There is not going to be a second independence referendum any time soon. The constitutional position is clear, It requires the agreement of the UK Government and the UK Government isn't going to agree.

So, any attempt at such a vote will come to grief in the Supreme Court . And any attempt to defy the Supreme Court has a ready example of the former Catalan Education Minister fighting for her liberty in a different country a thousand miles away. Whilst in the meantime Catalan education policy is being run from Madrid. And nobody, even in Catalonia, seems to be that bothered about it.

But anyway, the whole, All behind a Fascist Banner event was just so much yesterday's politics. In reality, the only game in town, for the moment, is Brexit.

And the key players in that are the two brexiteers, Corbyn and Rees-Mogg.

To get a sensible deal, The Prime Minister needs a Commons majority and both are determined to deny her that. The second at least because he genuinely believes in the long term benefit of a year zero approach.

The motivation of the former however is more difficult to work out. Sure, he is no Europhile but I suspect it is also because he is, frankly, not very bright.
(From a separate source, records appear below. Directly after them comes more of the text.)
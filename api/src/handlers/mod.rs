pub mod health;

use crate::State;
use crate::error::ApiError;
use axum::{
    Extension, Json, async_trait,
    extract::FromRequestParts,
    http::request::Parts,
    response::{IntoResponse, Response},
};
use axum_extra::{
    TypedHeader,
    headers::{Authorization, authorization::Bearer},
};
use serde_json::{Value, json};

/// Shared-secret guard for scheduler-triggered endpoints. The bearer token
/// must equal CRON_SECRET; any mismatch is rejected before work starts.
#[derive(Debug)]
pub struct CronAuth;

#[async_trait]
impl<S> FromRequestParts<S> for CronAuth
where
    S: Send + Sync,
{
    type Rejection = Response;

    async fn from_request_parts(parts: &mut Parts, state: &S) -> Result<Self, Self::Rejection> {
        let TypedHeader(Authorization(bearer)) =
            TypedHeader::<Authorization<Bearer>>::from_request_parts(parts, state)
                .await
                .map_err(|_| ApiError::Unauthorized.into_response())?;

        use axum::RequestPartsExt;
        let Extension(state) = parts
            .extract::<Extension<State>>()
            .await
            .map_err(|err| err.into_response())?;

        if bearer.token() != state.config.cron_secret {
            return Err(ApiError::Unauthorized.into_response());
        }

        Ok(CronAuth)
    }
}

#[utoipa::path(
    get,
    path = "/config/map",
    responses(
        (status = 200, description = "Map provider API key"),
        (status = 404, description = "No map provider configured"),
    ),
    tag = "config"
)]
pub async fn map_key(Extension(state): Extension<State>) -> Result<Json<Value>, ApiError> {
    match &state.config.map_api_key {
        Some(key) => Ok(Json(json!({ "api_key": key }))),
        None => Err(ApiError::NotFound),
    }
}
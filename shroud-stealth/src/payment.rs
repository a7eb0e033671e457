//! Stealth payment creation (sender side).

use rand::{CryptoRng, RngCore};
use serde::{Deserialize, Serialize};
use tracing::debug;

use shroud_core::constants::MAX_OUTPUTS_PER_TX;
use shroud_core::error::{Result, ShroudError};
use shroud_crypto::{PrivateKey, PublicKey};

use crate::address::WalletAddress;

/// One stealth output: the key to pay and the ephemeral key to publish beside it.
#[derive(Clone, Copy, Debug, PartialEq, Eq, Hash, Serialize, Deserialize)]
pub struct StealthOutput {
    /// One-time public key `P` the funds are locked to
    pub one_time_key: PublicKey,
    /// Ephemeral public key `R = r·G`
    pub ephemeral_key: PublicKey,
    /// Position of the output in its transaction
    pub output_index: u8,
}

/// Pays `address` at position `output_index` with a fresh ephemeral scalar.
///
/// # Errors
/// Fails with `InvalidPoint` if a key embedded in `address` does not decode.
pub fn create_stealth_output<R: RngCore + CryptoRng + ?Sized>(
    address: &WalletAddress,
    output_index: u8,
    rng: &mut R,
) -> Result<StealthOutput> {
    let r = PrivateKey::generate(rng);
    let one_time_key = address.one_time_stealth_address(&r, output_index)?;

    debug!(output_index, "Created stealth output");

    Ok(StealthOutput {
        one_time_key,
        ephemeral_key: r.public_key(),
        output_index,
    })
}

/// Pays each address in `recipients` in one transaction, output `i` going to `recipients[i]`.
///
/// Every output gets its own ephemeral scalar.
///
/// # Errors
/// `TooManyOutputs` for more than 256 recipients, otherwise the first failure of
/// [`create_stealth_output`].
pub fn create_stealth_outputs<R: RngCore + CryptoRng + ?Sized>(
    recipients: &[WalletAddress],
    rng: &mut R,
) -> Result<Vec<StealthOutput>> {
    if recipients.len() > MAX_OUTPUTS_PER_TX {
        return Err(ShroudError::TooManyOutputs {
            max: MAX_OUTPUTS_PER_TX,
            actual: recipients.len(),
        });
    }

    recipients
        .iter()
        .zip(0..=u8::MAX)
        .map(|(address, index)| create_stealth_output(address, index, rng))
        .collect()
}

#[cfg(test)]
mod tests {
    use super::*;
    use crate::wallet::WalletKeys;
    use rand::SeedableRng;
    use rand_chacha::ChaCha20Rng;

    fn test_wallet(seed: u64) -> WalletKeys {
        WalletKeys::create_separate(&mut ChaCha20Rng::seed_from_u64(seed))
    }

    #[test]
    fn test_create_stealth_output() {
        let wallet = test_wallet(1);
        let mut rng = ChaCha20Rng::seed_from_u64(100);
        let output = create_stealth_output(&wallet.address(), 4, &mut rng).unwrap();

        assert_eq!(output.output_index, 4);
        assert_ne!(&output.one_time_key, wallet.spend_pub_key());
        assert!(output.one_time_key.validate().is_ok());
        assert!(output.ephemeral_key.validate().is_ok());
        assert!(wallet
            .is_my_one_time_stealth_address(&output.one_time_key, &output.ephemeral_key, 4)
            .unwrap());
    }

    #[test]
    fn test_outputs_are_unlinkable() {
        // Same recipient, same index: fresh r gives a fresh P and R
        let address = test_wallet(2).address();
        let mut rng = ChaCha20Rng::seed_from_u64(200);
        let a = create_stealth_output(&address, 0, &mut rng).unwrap();
        let b = create_stealth_output(&address, 0, &mut rng).unwrap();

        assert_ne!(a.one_time_key, b.one_time_key);
        assert_ne!(a.ephemeral_key, b.ephemeral_key);
    }

    #[test]
    fn test_seeded_rng_is_deterministic() {
        let address = test_wallet(3).address();
        let a = create_stealth_output(&address, 1, &mut ChaCha20Rng::seed_from_u64(7)).unwrap();
        let b = create_stealth_output(&address, 1, &mut ChaCha20Rng::seed_from_u64(7)).unwrap();
        assert_eq!(a, b);
    }

    #[test]
    fn test_create_stealth_outputs_indices() {
        let alice = test_wallet(4);
        let bob = test_wallet(5);
        let recipients = [alice.address(), bob.address(), alice.address()];
        let mut rng = ChaCha20Rng::seed_from_u64(300);

        let outputs = create_stealth_outputs(&recipients, &mut rng).unwrap();
        assert_eq!(outputs.len(), 3);

        for (i, output) in outputs.iter().enumerate() {
            assert_eq!(output.output_index as usize, i);
        }

        let owned_by = |w: &WalletKeys, o: &StealthOutput| {
            w.is_my_one_time_stealth_address(&o.one_time_key, &o.ephemeral_key, o.output_index)
                .unwrap()
        };
        assert!(owned_by(&alice, &outputs[0]));
        assert!(!owned_by(&bob, &outputs[0]));
        assert!(owned_by(&bob, &outputs[1]));
        assert!(owned_by(&alice, &outputs[2]));
        assert_ne!(outputs[0].ephemeral_key, outputs[2].ephemeral_key);
    }

    #[test]
    fn test_create_stealth_outputs_empty() {
        let mut rng = ChaCha20Rng::seed_from_u64(0);
        assert!(create_stealth_outputs(&[], &mut rng).unwrap().is_empty());
    }

    #[test]
    fn test_create_stealth_outputs_limit() {
        let address = test_wallet(6).address();
        let mut rng = ChaCha20Rng::seed_from_u64(0);

        let full = vec![address; MAX_OUTPUTS_PER_TX];
        let outputs = create_stealth_outputs(&full, &mut rng).unwrap();
        assert_eq!(outputs.last().unwrap().output_index, u8::MAX);

        let over = vec![address; MAX_OUTPUTS_PER_TX + 1];
        assert!(matches!(
            create_stealth_outputs(&over, &mut rng),
            Err(ShroudError::TooManyOutputs { max: 256, actual: 257 })
        ));
    }

    #[test]
    fn test_output_serialization() {
        let address = test_wallet(7).address();
        let output = create_stealth_output(&address, 9, &mut ChaCha20Rng::seed_from_u64(1)).unwrap();

        let json = serde_json::to_string(&output).unwrap();
        assert!(json.contains(&output.one_time_key.to_hex()));
        let restored: StealthOutput = serde_json::from_str(&json).unwrap();
        assert_eq!(restored, output);
    }
}
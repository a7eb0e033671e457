//! SHROUD CLI
//!
//! Command-line interface for SHROUD wallet keys, addresses and stealth outputs.

use std::path::{Path, PathBuf};

use anyhow::{bail, Context, Result};
use clap::{Parser, Subcommand};
use colored::*;
use dialoguer::Confirm;
use indicatif::{ProgressBar, ProgressStyle};
use tracing::debug;
use tracing_subscriber::{layer::SubscriberExt, util::SubscriberInitExt, EnvFilter};

use shroud_core::{parse_network_byte, AddressConfig, ShroudError};
use shroud_crypto::{PublicKey, SecureRng};
use shroud_stealth::{
    create_stealth_output, create_stealth_outputs, scan_outputs_with, ScanResult, StealthOutput,
    WalletAddress, WalletExport, WalletKeys,
};

/// SHROUD - Stealth address wallet tool
#[derive(Parser)]
#[command(name = "shroud")]
#[command(author, version, about, long_about = None)]
struct Cli {
    /// Enable verbose logging
    #[arg(short, long, global = true)]
    verbose: bool,

    /// Emit logs as JSON
    #[arg(long, global = true)]
    log_json: bool,

    /// Address network byte (decimal or 0x-hex)
    #[arg(long, global = true, env = "SHROUD_NETWORK_BYTE", value_parser = network_byte_arg)]
    network_byte: Option<u8>,

    #[command(subcommand)]
    command: Commands,
}

#[derive(Subcommand)]
enum Commands {
    /// Generate new wallet keys
    Generate {
        /// Output file for the wallet export (JSON)
        #[arg(short, long)]
        output: Option<PathBuf>,
        /// Overwrite an existing file without asking
        #[arg(short, long)]
        force: bool,
    },

    /// Print the address of a saved wallet
    Address {
        /// Path to wallet export file
        #[arg(short, long)]
        keys: PathBuf,
    },

    /// Validate an address and show its parts
    Inspect {
        /// Base-58 wallet address
        address: String,
    },

    /// Create stealth outputs paying one or more addresses
    Send {
        /// Recipient addresses (base-58); output i pays address i
        #[arg(required = true)]
        addresses: Vec<String>,
        /// Output index, for a single recipient only
        #[arg(short, long)]
        index: Option<u8>,
    },

    /// Test whether one output belongs to a wallet
    Check {
        /// Path to wallet export file
        #[arg(short, long)]
        keys: PathBuf,
        /// One-time public key P (hex)
        #[arg(long)]
        output_key: String,
        /// Ephemeral public key R (hex)
        #[arg(long)]
        ephemeral: String,
        /// Output index
        #[arg(short, long, default_value = "0")]
        index: u8,
    },

    /// Scan a JSON array of outputs for payments
    Scan {
        /// Path to wallet export file
        #[arg(short, long)]
        keys: PathBuf,
        /// Path to outputs file (as printed by `send`)
        #[arg(short, long)]
        outputs: PathBuf,
    },
}

fn network_byte_arg(raw: &str) -> std::result::Result<u8, String> {
    parse_network_byte(raw).map_err(|e| e.to_string())
}

/// Exit status for address, key-file and argument validation failures
const EXIT_VALIDATION: i32 = 2;
/// Exit status for invalid keys or points
const EXIT_CRYPTO: i32 = 3;

fn main() {
    if let Err(err) = run() {
        eprintln!("{} {:#}", "Error:".red().bold(), err);
        std::process::exit(exit_code(&err));
    }
}

/// Maps the first [`ShroudError`] in the error chain to an exit status.
fn exit_code(err: &anyhow::Error) -> i32 {
    match err.chain().find_map(|e| e.downcast_ref::<ShroudError>()) {
        Some(e) if e.is_validation_error() => EXIT_VALIDATION,
        Some(e) if e.is_crypto_error() => EXIT_CRYPTO,
        _ => 1,
    }
}

fn run() -> Result<()> {
    let cli = Cli::parse();

    // Initialize logging
    let filter = if cli.verbose {
        "shroud=debug,info"
    } else {
        "shroud=info,warn"
    };
    let env_filter = EnvFilter::try_from_default_env().unwrap_or_else(|_| filter.into());

    // Logs go to stderr so JSON on stdout stays pipeable
    if cli.log_json {
        tracing_subscriber::registry()
            .with(env_filter)
            .with(tracing_subscriber::fmt::layer().json().with_writer(std::io::stderr))
            .init();
    } else {
        tracing_subscriber::registry()
            .with(env_filter)
            .with(tracing_subscriber::fmt::layer().with_writer(std::io::stderr))
            .init();
    }

    let config = cli
        .network_byte
        .map(AddressConfig::new)
        .unwrap_or_default();
    debug!(network_byte = config.network_byte, "Address configuration");

    match cli.command {
        Commands::Generate { output, force } => cmd_generate(&config, output, force),
        Commands::Address { keys } => cmd_address(cli.network_byte, &keys),
        Commands::Inspect { address } => cmd_inspect(&config, &address),
        Commands::Send { addresses, index } => cmd_send(&config, &addresses, index),
        Commands::Check {
            keys,
            output_key,
            ephemeral,
            index,
        } => cmd_check(&keys, &output_key, &ephemeral, index),
        Commands::Scan { keys, outputs } => cmd_scan(&keys, &outputs),
    }
}

// ═══════════════════════════════════════════════════════════════════════════════
// WALLET FILES
// ═══════════════════════════════════════════════════════════════════════════════

fn save_wallet(path: &Path, export: &WalletExport) -> Result<()> {
    std::fs::write(path, export.to_json()?)
        .with_context(|| format!("Failed to write {}", path.display()))
}

fn load_wallet(path: &Path) -> Result<(WalletKeys, WalletExport)> {
    let json = std::fs::read_to_string(path)
        .with_context(|| format!("Failed to open keys file {}", path.display()))?;
    let export = WalletExport::from_json(&json).context("Keys file is not a wallet export")?;
    let wallet = WalletKeys::import(&export).context("Keys file failed validation")?;
    Ok((wallet, export))
}

/// Network byte for a saved wallet's address: `--network-byte` if given, else the one it was
/// exported with.
fn saved_address_config(explicit: Option<u8>, export: &WalletExport) -> AddressConfig {
    AddressConfig::new(explicit.unwrap_or(export.network_byte))
}

fn load_outputs(path: &Path) -> Result<Vec<StealthOutput>> {
    let file = std::fs::File::open(path)
        .with_context(|| format!("Failed to open outputs file {}", path.display()))?;
    serde_json::from_reader(file).context("Outputs file is not a JSON array of outputs")
}

// ═══════════════════════════════════════════════════════════════════════════════
// COMMANDS
// ═══════════════════════════════════════════════════════════════════════════════

/// Generate new wallet keys
fn cmd_generate(config: &AddressConfig, output: Option<PathBuf>, force: bool) -> Result<()> {
    println!("{}", "🔑 Generating SHROUD wallet...".cyan().bold());

    let mut rng = SecureRng::from_entropy().context("Failed to seed random generator")?;
    let wallet = WalletKeys::create_separate(&mut rng);
    let export = wallet.export_with(config);

    if let Some(path) = output {
        if path.exists() && !force {
            let overwrite = Confirm::new()
                .with_prompt(format!("{} exists. Overwrite?", path.display()))
                .default(false)
                .interact()?;
            if !overwrite {
                println!("{}", "Aborted.".yellow());
                return Ok(());
            }
        }
        save_wallet(&path, &export)?;
        println!("{} {}", "✅ Wallet saved to:".green(), path.display());
    } else {
        println!("\n{}", "Wallet (JSON):".yellow().bold());
        println!("{}", export.to_json()?);
    }

    println!("\n{} {}", "Address:".green().bold(), export.address);
    println!("\n{}", "⚠️  IMPORTANT: Keep your private keys safe!".red().bold());
    println!("   spend_key and view_key must never be shared.");

    Ok(())
}

/// Print wallet address
fn cmd_address(network_byte: Option<u8>, keys: &Path) -> Result<()> {
    let (wallet, export) = load_wallet(keys)?;
    let config = saved_address_config(network_byte, &export);
    println!("{}", wallet.address_with(&config));
    Ok(())
}

/// Validate and decompose an address
fn cmd_inspect(config: &AddressConfig, address: &str) -> Result<()> {
    let address =
        WalletAddress::from_base58_with(config, address).context("Invalid wallet address")?;

    println!("{}", "✅ Valid address".green().bold());
    println!(
        "   {} {:#04x}",
        "Network byte:".dimmed(),
        address.network_byte()
    );
    print_key("Spend key:", &address.spend_pub_key());
    print_key("View key:", &address.view_pub_key());
    println!(
        "   {} {}",
        "Checksum:".dimmed(),
        hex::encode(address.checksum())
    );

    Ok(())
}

fn print_key(label: &str, key: &PublicKey) {
    match key.validate() {
        Ok(()) => println!("   {} {}", label.dimmed(), key),
        Err(e) => println!("   {} {} {}", label.dimmed(), key, format!("({e})").as_str().red()),
    }
}

/// Create stealth outputs
fn cmd_send(config: &AddressConfig, addresses: &[String], index: Option<u8>) -> Result<()> {
    let recipients = addresses
        .iter()
        .map(|a| {
            WalletAddress::from_base58_with(config, a)
                .with_context(|| format!("Invalid wallet address {a}"))
        })
        .collect::<Result<Vec<_>>>()?;

    let mut rng = SecureRng::from_entropy().context("Failed to seed random generator")?;

    let outputs = match (index, recipients.as_slice()) {
        (Some(i), [single]) => vec![create_stealth_output(single, i, &mut rng)?],
        (Some(_), _) => bail!("--index applies to a single recipient"),
        (None, _) => create_stealth_outputs(&recipients, &mut rng)?,
    };

    eprintln!(
        "{} {} stealth output(s)",
        "💸 Created".cyan().bold(),
        outputs.len()
    );
    eprintln!("   Publish each ephemeral_key next to its one_time_key.");

    println!("{}", serde_json::to_string_pretty(&outputs)?);
    Ok(())
}

/// Test ownership of one output
fn cmd_check(keys: &Path, output_key: &str, ephemeral: &str, index: u8) -> Result<()> {
    let (wallet, _) = load_wallet(keys)?;
    let candidate = PublicKey::from_hex(output_key).context("Invalid output key")?;
    let ephemeral = PublicKey::from_hex(ephemeral).context("Invalid ephemeral key")?;

    if wallet.is_my_one_time_stealth_address(&candidate, &ephemeral, index)? {
        println!("{}", "✅ Output belongs to this wallet".green().bold());
    } else {
        println!("{}", "Output does not belong to this wallet.".yellow());
    }
    Ok(())
}

/// Scan outputs for payments
fn cmd_scan(keys: &Path, outputs_path: &Path) -> Result<()> {
    println!("{}", "🔎 Scanning for payments...".cyan().bold());

    let (wallet, _) = load_wallet(keys)?;
    let outputs = load_outputs(outputs_path)?;

    if outputs.is_empty() {
        println!("\n{}", "⚠️  No outputs to scan.".yellow());
        return Ok(());
    }

    let pb = ProgressBar::new(outputs.len() as u64);
    pb.set_style(
        ProgressStyle::default_bar()
            .template("{spinner:.green} [{bar:40.cyan/blue}] {pos}/{len} ({eta})")?
            .progress_chars("#>-"),
    );

    let report = scan_outputs_with(&wallet, &outputs, |position, result| {
        if let ScanResult::Failed(e) = result {
            pb.println(format!("   {} output #{position}: {e}", "skipped".red()));
        }
        pb.inc(1);
    });
    pb.finish_and_clear();

    let stats = &report.stats;
    if report.owned.is_empty() {
        println!("\n{}", "No payments found.".yellow());
    } else {
        println!("\n{} {} payment(s) found:", "✅".green(), report.owned.len());
        for found in &report.owned {
            println!(
                "   #{} {} {}",
                found.position,
                "Key:".green(),
                found.output.one_time_key
            );
        }
    }

    println!(
        "\n   {} scanned, {} errors, {:.0} outputs/sec",
        stats.total_scanned,
        stats.errors,
        stats.rate()
    );
    Ok(())
}
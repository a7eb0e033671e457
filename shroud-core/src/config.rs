//! Address configuration.
//!
//! The network byte is the only address parameter that varies between deployments, so it is
//! carried as configuration instead of being baked into the address codec.

use serde::{Deserialize, Serialize};

use crate::constants::{DEFAULT_NETWORK_BYTE, ENV_NETWORK_BYTE};
use crate::error::{Result, ShroudError};

/// Parameters for encoding and validating wallet addresses.
#[derive(Clone, Copy, Debug, PartialEq, Eq, Serialize, Deserialize)]
pub struct AddressConfig {
    /// Tag expected in the first byte of every address.
    pub network_byte: u8,
}

impl AddressConfig {
    /// Creates a configuration for the given network byte.
    pub fn new(network_byte: u8) -> Self {
        Self { network_byte }
    }

    /// Loads configuration from `SHROUD_NETWORK_BYTE`, falling back to the default tag.
    pub fn from_env() -> Result<Self> {
        Self::from_var(std::env::var(ENV_NETWORK_BYTE).ok().as_deref())
    }

    /// Builds configuration from an optional raw variable value.
    pub fn from_var(value: Option<&str>) -> Result<Self> {
        match value.map(str::trim).filter(|v| !v.is_empty()) {
            Some(raw) => Ok(Self::new(parse_network_byte(raw)?)),
            None => Ok(Self::default()),
        }
    }
}

impl Default for AddressConfig {
    fn default() -> Self {
        Self {
            network_byte: DEFAULT_NETWORK_BYTE,
        }
    }
}

/// Parses a network byte written in decimal (`85`) or hex (`0x55`).
pub fn parse_network_byte(raw: &str) -> Result<u8> {
    let raw = raw.trim();
    let parsed = match raw.strip_prefix("0x").or_else(|| raw.strip_prefix("0X")) {
        Some(hex_digits) => u8::from_str_radix(hex_digits, 16),
        None => raw.parse::<u8>(),
    };
    parsed.map_err(|e| ShroudError::ConfigError(format!("invalid network byte '{raw}': {e}")))
}
//! Process CSPRNG.
//!
//! [`SecureRng`] is a ChaCha20 generator seeded exactly once from OS entropy when it is
//! constructed. It is passed explicitly to every operation that draws randomness.
//!
//! ```rust,ignore
//! use shroud_crypto::{PrivateKey, SecureRng};
//!
//! let mut rng = SecureRng::from_entropy()?;
//! let key = PrivateKey::generate(&mut rng);
//!
//! // Shared between threads: `&SecureRng` is itself a generator.
//! let shared = std::sync::Arc::new(SecureRng::from_entropy()?);
//! let key = PrivateKey::generate(&mut &*shared);
//! ```

use parking_lot::Mutex;
use rand::rngs::OsRng;
use rand::{CryptoRng, RngCore, SeedableRng};
use rand_chacha::ChaCha20Rng;
use tracing::debug;

use shroud_core::error::{Result, ShroudError};

/// ChaCha20 CSPRNG behind a mutex so one instance can serve several threads.
pub struct SecureRng {
    inner: Mutex<ChaCha20Rng>,
}

impl SecureRng {
    /// Seeds a new generator from the operating system.
    ///
    /// # Errors
    /// Returns `EntropyUnavailable` if the OS source fails.
    pub fn from_entropy() -> Result<Self> {
        let rng = ChaCha20Rng::from_rng(OsRng)
            .map_err(|e| ShroudError::EntropyUnavailable(e.to_string()))?;
        debug!("Seeded ChaCha20 generator from OS entropy");
        Ok(Self {
            inner: Mutex::new(rng),
        })
    }

    /// Creates a generator from a fixed seed. Reproducible output, for tests and vectors only.
    pub fn from_seed(seed: [u8; 32]) -> Self {
        Self {
            inner: Mutex::new(ChaCha20Rng::from_seed(seed)),
        }
    }
}

impl std::fmt::Debug for SecureRng {
    fn fmt(&self, f: &mut std::fmt::Formatter<'_>) -> std::fmt::Result {
        write!(f, "SecureRng(ChaCha20)")
    }
}

// Exclusive access skips the lock.
impl RngCore for SecureRng {
    fn next_u32(&mut self) -> u32 {
        self.inner.get_mut().next_u32()
    }

    fn next_u64(&mut self) -> u64 {
        self.inner.get_mut().next_u64()
    }

    fn fill_bytes(&mut self, dest: &mut [u8]) {
        self.inner.get_mut().fill_bytes(dest)
    }

    fn try_fill_bytes(&mut self, dest: &mut [u8]) -> std::result::Result<(), rand::Error> {
        self.inner.get_mut().try_fill_bytes(dest)
    }
}

impl CryptoRng for SecureRng {}

impl RngCore for &SecureRng {
    fn next_u32(&mut self) -> u32 {
        self.inner.lock().next_u32()
    }

    fn next_u64(&mut self) -> u64 {
        self.inner.lock().next_u64()
    }

    fn fill_bytes(&mut self, dest: &mut [u8]) {
        self.inner.lock().fill_bytes(dest)
    }

    fn try_fill_bytes(&mut self, dest: &mut [u8]) -> std::result::Result<(), rand::Error> {
        self.inner.lock().try_fill_bytes(dest)
    }
}

impl CryptoRng for &SecureRng {}

#[cfg(test)]
mod tests {
    use super::*;
    use std::sync::Arc;

    #[test]
    fn test_from_entropy_produces_distinct_streams() {
        let mut a = SecureRng::from_entropy().unwrap();
        let mut b = SecureRng::from_entropy().unwrap();
        assert_ne!(a.next_u64(), b.next_u64());
    }

    #[test]
    fn test_seeded_is_reproducible() {
        let mut a = SecureRng::from_seed([7u8; 32]);
        let mut b = SecureRng::from_seed([7u8; 32]);
        let mut buf_a = [0u8; 64];
        let mut buf_b = [0u8; 64];
        a.fill_bytes(&mut buf_a);
        b.fill_bytes(&mut buf_b);
        assert_eq!(buf_a, buf_b);
    }

    #[test]
    fn test_shared_reference_advances_one_stream() {
        let rng = SecureRng::from_seed([1u8; 32]);
        let first = (&rng).next_u64();
        let second = (&rng).next_u64();
        assert_ne!(first, second);
    }

    #[test]
    fn test_shared_across_threads() {
        let rng = Arc::new(SecureRng::from_entropy().unwrap());
        let handles: Vec<_> = (0..4)
            .map(|_| {
                let rng = Arc::clone(&rng);
                std::thread::spawn(move || (&*rng).next_u64())
            })
            .collect();
        let mut draws: Vec<u64> = handles.into_iter().map(|h| h.join().unwrap()).collect();
        draws.sort_unstable();
        draws.dedup();
        assert_eq!(draws.len(), 4);
    }

    #[test]
    fn test_debug_hides_state() {
        let rng = SecureRng::from_seed([0u8; 32]);
        assert_eq!(format!("{:?}", rng), "SecureRng(ChaCha20)");
    }
}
He simply hasn't worked out that there are no conceivable circumstances in which failure to get a Brexit deal would bring down the Government. That is because of the terms of the Fixed Term Parliaments Act. There are, from time to time, demands, from one or other of side of the great Tory European schism, for votes on the Brexit legislation to made "confidence votes". But this is the constitutional politics of a different age. If May was to lose a vote on a critical part of this legislation, the Government would not fall. She could toddle along to the Palace the next day and ask the Queen for a dissolution but that would be refused. Because the only circumstance in which a UK General Election would take place before June 2022 is if either the House of Commons passed a vote expressly declaring it had no confidence in the current Government (not incidentally to something else but in these specific terms) or if a two thirds majority voted for an early election. (As happened last year).

Now, are either of these things likely, even conceivable, particularly after the Tory experience last year? Are there really any circumstances in which the Tories would take even the remote risk of Corbyn becoming Prime Minister? Or at best of the Commons arithmetic potentially becoming even more chaotic? The answer to that is no. And that's the calculation of the 60 or so hard core eurosceptics in the Tory ranks. They think they can vote down any attempt by May to reach a compromise in the knowledge that "their" Government would survive and indeed a chaotic, no deal, Brexit be the outcome resulting. Precisely their desired outcome.

And, unless something changes, they are not wrong.

So, something has to change. And the change has to be on our side.

Britain joined the EU by virtue of the European Communities Act 1972. But the then Prime Minister, Ted Heath, did not have a Commons majority within his own Party for that legislation. It passed because 69 Labour MPs, including John Smith, defied an opportunist Labour leadership of a different political stripe to get the Bill through.

On continued membership of the Customs Union, at least, Labour back-benchers should, in the national interest, to be willing to offer the Government support. As should the Lib Dems. The detail would need negotiating but surely one of the pro European Tories could be recruited to that role. And if, in its aftermath, Rees-Mogg and his crew want to go through the division lobbies with John McDonnell and Diane Abbott to bring down their own Government? I'd believe that when I saw it.

Time the tail stopped wagging the dog.

And time we, on our side, stopped thinking politics is a game.